Collected data entries
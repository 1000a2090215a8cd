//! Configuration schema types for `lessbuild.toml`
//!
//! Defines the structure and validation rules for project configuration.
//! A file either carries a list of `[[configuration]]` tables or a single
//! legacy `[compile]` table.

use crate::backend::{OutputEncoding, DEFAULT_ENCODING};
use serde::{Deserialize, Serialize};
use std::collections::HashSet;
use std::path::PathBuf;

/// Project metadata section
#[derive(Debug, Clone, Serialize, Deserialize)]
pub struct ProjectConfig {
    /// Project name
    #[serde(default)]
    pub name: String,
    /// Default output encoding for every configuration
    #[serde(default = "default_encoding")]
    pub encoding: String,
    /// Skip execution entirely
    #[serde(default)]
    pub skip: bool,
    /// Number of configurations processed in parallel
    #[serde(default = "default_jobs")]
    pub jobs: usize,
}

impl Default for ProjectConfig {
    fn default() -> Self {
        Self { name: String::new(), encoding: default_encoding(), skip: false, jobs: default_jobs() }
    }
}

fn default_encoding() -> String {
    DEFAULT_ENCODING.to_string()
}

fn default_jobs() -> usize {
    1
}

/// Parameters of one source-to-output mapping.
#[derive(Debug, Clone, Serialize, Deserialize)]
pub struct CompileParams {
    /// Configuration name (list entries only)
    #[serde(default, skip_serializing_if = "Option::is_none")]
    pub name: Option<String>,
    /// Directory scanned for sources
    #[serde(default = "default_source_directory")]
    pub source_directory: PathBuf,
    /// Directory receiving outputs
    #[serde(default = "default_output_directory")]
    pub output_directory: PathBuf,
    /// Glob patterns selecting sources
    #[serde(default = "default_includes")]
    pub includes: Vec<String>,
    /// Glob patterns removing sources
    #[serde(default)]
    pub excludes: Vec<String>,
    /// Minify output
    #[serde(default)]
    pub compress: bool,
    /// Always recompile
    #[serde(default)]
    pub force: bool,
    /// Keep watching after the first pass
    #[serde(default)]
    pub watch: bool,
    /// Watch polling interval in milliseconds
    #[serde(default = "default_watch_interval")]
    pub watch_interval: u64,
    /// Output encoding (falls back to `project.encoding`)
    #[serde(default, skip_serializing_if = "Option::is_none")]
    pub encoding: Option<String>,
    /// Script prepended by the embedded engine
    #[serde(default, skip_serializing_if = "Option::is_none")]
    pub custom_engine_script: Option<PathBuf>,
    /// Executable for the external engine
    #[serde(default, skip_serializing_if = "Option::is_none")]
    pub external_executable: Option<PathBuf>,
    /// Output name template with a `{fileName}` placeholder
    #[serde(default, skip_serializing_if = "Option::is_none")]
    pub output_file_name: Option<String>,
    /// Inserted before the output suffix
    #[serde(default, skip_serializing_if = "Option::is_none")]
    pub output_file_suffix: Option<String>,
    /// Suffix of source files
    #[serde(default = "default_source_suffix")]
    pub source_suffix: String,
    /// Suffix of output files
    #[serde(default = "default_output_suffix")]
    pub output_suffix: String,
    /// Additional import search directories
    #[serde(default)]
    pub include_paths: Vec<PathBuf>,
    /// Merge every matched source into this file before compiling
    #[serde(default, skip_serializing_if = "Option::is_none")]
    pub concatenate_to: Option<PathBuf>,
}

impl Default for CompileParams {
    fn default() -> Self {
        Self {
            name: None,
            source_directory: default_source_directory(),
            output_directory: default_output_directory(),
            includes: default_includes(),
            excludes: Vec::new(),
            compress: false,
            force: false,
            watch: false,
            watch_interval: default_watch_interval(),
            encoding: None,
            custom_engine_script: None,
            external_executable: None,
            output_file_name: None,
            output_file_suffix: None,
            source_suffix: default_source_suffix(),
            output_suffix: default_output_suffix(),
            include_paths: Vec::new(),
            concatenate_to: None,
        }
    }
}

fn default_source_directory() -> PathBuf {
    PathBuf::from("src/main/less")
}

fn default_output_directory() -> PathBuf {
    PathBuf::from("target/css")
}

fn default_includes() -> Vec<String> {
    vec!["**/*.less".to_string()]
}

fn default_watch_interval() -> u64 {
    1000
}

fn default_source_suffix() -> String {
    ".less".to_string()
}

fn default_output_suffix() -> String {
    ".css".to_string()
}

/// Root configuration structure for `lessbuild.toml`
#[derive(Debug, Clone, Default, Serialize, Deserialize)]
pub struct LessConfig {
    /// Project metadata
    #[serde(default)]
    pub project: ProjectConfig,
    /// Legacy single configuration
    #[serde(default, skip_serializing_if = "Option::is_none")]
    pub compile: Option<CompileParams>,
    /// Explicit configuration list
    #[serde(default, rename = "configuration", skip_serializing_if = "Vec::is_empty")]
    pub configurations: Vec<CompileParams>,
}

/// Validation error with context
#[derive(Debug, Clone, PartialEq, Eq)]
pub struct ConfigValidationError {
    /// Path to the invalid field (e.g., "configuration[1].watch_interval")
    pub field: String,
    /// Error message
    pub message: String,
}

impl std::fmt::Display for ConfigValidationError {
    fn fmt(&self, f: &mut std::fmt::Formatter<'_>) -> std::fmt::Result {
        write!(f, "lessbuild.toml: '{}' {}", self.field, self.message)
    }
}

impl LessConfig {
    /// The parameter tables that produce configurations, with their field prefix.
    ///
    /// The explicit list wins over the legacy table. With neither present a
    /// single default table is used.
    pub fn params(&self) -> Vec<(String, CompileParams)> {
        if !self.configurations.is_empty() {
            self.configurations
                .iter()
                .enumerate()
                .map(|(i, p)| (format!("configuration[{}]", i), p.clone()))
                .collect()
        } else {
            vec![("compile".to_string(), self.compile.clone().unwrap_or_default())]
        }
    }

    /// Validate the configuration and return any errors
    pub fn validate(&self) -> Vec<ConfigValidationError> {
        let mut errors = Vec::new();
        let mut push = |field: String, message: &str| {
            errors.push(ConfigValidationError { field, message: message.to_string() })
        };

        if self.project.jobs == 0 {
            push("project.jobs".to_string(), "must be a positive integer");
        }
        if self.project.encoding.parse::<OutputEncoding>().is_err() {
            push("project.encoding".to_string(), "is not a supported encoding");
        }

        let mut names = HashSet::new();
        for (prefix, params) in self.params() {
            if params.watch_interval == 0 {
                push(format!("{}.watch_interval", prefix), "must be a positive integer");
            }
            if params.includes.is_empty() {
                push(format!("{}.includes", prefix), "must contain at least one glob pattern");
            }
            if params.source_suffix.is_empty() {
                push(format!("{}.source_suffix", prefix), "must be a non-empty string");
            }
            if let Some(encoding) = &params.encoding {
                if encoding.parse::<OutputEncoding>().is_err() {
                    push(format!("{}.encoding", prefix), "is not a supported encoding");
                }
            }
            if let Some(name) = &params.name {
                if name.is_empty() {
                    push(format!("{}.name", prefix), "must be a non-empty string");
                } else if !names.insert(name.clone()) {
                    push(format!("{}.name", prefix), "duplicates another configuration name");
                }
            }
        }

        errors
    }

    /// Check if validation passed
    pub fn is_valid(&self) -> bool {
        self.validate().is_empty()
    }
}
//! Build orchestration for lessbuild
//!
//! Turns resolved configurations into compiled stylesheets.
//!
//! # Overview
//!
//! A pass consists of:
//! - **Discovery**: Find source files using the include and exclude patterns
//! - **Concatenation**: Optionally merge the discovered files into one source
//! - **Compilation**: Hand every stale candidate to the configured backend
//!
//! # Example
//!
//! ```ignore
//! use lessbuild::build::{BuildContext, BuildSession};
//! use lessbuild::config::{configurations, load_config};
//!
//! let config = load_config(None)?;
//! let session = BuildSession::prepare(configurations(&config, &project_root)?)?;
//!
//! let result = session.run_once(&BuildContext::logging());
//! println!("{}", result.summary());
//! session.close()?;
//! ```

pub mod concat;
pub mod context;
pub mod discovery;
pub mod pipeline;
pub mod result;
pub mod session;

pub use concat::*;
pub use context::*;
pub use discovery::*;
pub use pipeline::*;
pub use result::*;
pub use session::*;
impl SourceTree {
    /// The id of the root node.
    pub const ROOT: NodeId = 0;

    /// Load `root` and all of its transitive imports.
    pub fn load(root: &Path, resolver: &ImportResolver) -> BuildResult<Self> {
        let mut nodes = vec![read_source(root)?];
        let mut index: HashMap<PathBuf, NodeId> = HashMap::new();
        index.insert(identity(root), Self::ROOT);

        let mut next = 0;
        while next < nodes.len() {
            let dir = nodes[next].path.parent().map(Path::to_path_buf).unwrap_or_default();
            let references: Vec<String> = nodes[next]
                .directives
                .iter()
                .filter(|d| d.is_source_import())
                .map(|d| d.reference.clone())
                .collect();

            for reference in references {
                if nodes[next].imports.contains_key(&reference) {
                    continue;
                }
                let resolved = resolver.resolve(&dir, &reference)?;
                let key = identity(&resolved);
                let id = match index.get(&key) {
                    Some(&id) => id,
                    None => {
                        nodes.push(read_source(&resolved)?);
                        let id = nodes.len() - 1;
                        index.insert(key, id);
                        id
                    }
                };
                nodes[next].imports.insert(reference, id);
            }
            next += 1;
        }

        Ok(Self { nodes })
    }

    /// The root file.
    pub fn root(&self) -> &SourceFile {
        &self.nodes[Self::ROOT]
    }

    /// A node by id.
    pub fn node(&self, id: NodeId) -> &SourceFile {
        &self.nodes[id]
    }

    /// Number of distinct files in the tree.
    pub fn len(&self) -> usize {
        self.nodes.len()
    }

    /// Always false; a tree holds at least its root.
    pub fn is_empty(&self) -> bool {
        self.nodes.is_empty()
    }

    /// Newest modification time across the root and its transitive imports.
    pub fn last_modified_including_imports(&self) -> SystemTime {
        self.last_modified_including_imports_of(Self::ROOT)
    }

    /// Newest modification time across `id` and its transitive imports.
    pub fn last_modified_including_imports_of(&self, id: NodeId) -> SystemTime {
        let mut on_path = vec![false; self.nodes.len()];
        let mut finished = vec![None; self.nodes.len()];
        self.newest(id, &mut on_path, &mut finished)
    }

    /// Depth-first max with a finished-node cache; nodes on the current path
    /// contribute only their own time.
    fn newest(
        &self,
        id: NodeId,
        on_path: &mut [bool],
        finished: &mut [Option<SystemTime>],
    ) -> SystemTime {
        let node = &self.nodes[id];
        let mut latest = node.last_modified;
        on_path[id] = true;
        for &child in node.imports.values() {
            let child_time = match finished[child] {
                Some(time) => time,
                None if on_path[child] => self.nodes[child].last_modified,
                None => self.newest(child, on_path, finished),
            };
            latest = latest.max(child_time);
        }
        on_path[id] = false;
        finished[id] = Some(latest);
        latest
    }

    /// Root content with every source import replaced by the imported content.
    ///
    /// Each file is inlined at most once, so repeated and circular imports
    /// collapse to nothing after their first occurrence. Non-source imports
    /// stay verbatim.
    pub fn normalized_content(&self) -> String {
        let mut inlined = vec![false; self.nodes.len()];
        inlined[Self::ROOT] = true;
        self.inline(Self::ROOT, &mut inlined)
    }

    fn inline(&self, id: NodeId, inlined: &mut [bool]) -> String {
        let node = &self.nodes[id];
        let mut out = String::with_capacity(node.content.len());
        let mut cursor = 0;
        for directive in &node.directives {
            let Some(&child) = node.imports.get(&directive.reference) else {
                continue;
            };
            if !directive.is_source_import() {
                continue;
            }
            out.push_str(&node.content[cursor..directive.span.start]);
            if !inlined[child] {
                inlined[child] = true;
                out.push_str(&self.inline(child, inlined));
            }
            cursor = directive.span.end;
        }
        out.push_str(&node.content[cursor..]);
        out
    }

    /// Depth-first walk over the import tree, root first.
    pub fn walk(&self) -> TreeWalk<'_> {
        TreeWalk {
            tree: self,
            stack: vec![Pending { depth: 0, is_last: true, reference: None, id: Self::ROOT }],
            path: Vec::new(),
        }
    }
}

## DIRECTIONS FOR THIS TASK
For the entries shown above, tally every line containing the word "must". Report the tally and nothing else.

## FINAL ANSWER
5